Resistance training systems: Supersets

Resistance Training Systems : Supersets

Supersets involve performing two different exercises back-to-back with little or no rest in between. There are typically two key variations of this resistance training system.

  1. Supersetting exercises of the same muscle or muscle group
  2. Supersetting  agonist and antagonist exercises

Supersetting exercises of the same muscle group

This variation of supersetting involves performing two exercises for the same muscle back-to-back.

An example of a same muscle superset for the glutes and quads

1a) 12 reps of barbell back squats

1b) 12 reps of dumbbell lunges 

This sequence can be repeated following a standard rest interval of 60 to 90seconds. 

The second exercise (1b) in each superset is always performed with significant muscular fatigue present. As a result of this fatigue the intensity of the second exercise is always much lower than if the muscle had been allowed to recover during a standard rest interval. This renders this type of supersetting relatively ineffective for maximal force development (strength training).
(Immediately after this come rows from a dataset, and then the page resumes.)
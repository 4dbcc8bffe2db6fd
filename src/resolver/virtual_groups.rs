//! Virtual groups: co-versioned module families published under several groups.
//!
//! A [`VirtualGroup`] claims records by `(group, module prefix)` pairs and gives
//! them one label for versioning decisions. The literal coordinate is still
//! what gets rendered.

use serde::{Deserialize, Serialize};

use crate::constants::DEFAULT_VIRTUAL_GROUPS;
use crate::models::DependencyRecord;

/// One `(group, module prefix)` membership rule.
#[derive(Debug, Clone, PartialEq, Eq, Serialize, Deserialize)]
#[serde(rename_all = "kebab-case")]
pub struct VirtualGroupMember {
    pub group: String,
    #[serde(default)]
    pub module_prefix: String,
}

impl VirtualGroupMember {
    pub fn matches(&self, record: &DependencyRecord) -> bool {
        record.group == self.group && record.module.starts_with(&self.module_prefix)
    }
}

/// A labelled set of membership rules.
#[derive(Debug, Clone, PartialEq, Eq, Serialize, Deserialize)]
pub struct VirtualGroup {
    pub label: String,
    pub members: Vec<VirtualGroupMember>,
}

impl VirtualGroup {
    pub fn new(label: impl Into<String>) -> Self {
        Self {
            label: label.into(),
            members: Vec::new(),
        }
    }

    #[must_use]
    pub fn member(mut self, group: impl Into<String>, module_prefix: impl Into<String>) -> Self {
        self.members.push(VirtualGroupMember {
            group: group.into(),
            module_prefix: module_prefix.into(),
        });
        self
    }

    pub fn claims(&self, record: &DependencyRecord) -> bool {
        self.members.iter().any(|member| member.matches(record))
    }
}

/// Ordered, read-only collection of virtual groups.
///
/// When several groups claim a record, the first one registered wins.
#[derive(Debug, Clone, PartialEq, Eq, Default)]
pub struct VirtualGroupRegistry {
    groups: Vec<VirtualGroup>,
}

impl VirtualGroupRegistry {
    pub fn new(groups: Vec<VirtualGroup>) -> Self {
        Self {
            groups,
        }
    }

    /// Registry holding the kotlinx-coroutines and kotlinx-serialization families.
    pub fn builtin() -> Self {
        Self::new(
            DEFAULT_VIRTUAL_GROUPS
                .iter()
                .map(|(label, group, prefix)| VirtualGroup::new(*label).member(*group, *prefix))
                .collect(),
        )
    }

    pub fn groups(&self) -> &[VirtualGroup] {
        &self.groups
    }

    /// Label of the first virtual group claiming `record`, if any.
    pub fn virtual_group(&self, record: &DependencyRecord) -> Option<&str> {
        self.groups.iter().find(|group| group.claims(record)).map(|group| group.label.as_str())
    }

    /// The record's literal group unless a virtual group claims it.
    pub fn group_or_virtual_group<'a>(&'a self, record: &'a DependencyRecord) -> &'a str {
        self.virtual_group(record).unwrap_or(&record.group)
    }
}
However, completing two exercises in this manner would be good for local muscular endurance and possibly hypertrophy because the volume of work performed is relatively high (note that a hypertrophic response would be most likely if the initial set were performed within the hypertrophy repetition range).

Supersetting  agonist and antagonist exercises

The second variation of supersetting consists of performing two exercises back-to- back that involve antagonistic muscle pairs i.e. biceps brachii and triceps brachii or quadriceps and hamstrings.

This version of supersetting allows a significant load to be placed on the target muscle during each set. This is possible because while the agonist is working the antagonist is recovering and vice versa. This allows more intensity to be utilised as each set is performed from a relatively rested state.

Fleck and Kraemer (1997) report that significant strength gains have been achieved by individuals trained using this variation of the superset system.

An example of an agonist/antagonist superset for legs

1a) 10 reps of leg extension machine

1b) 10 reps of leg curl machine 

From a commercial point of view both types of supersetting can prove useful to the trainer who only has limited time with certain clients. The lack of rest intervals means that the work element of the session can be completed in less time than usual.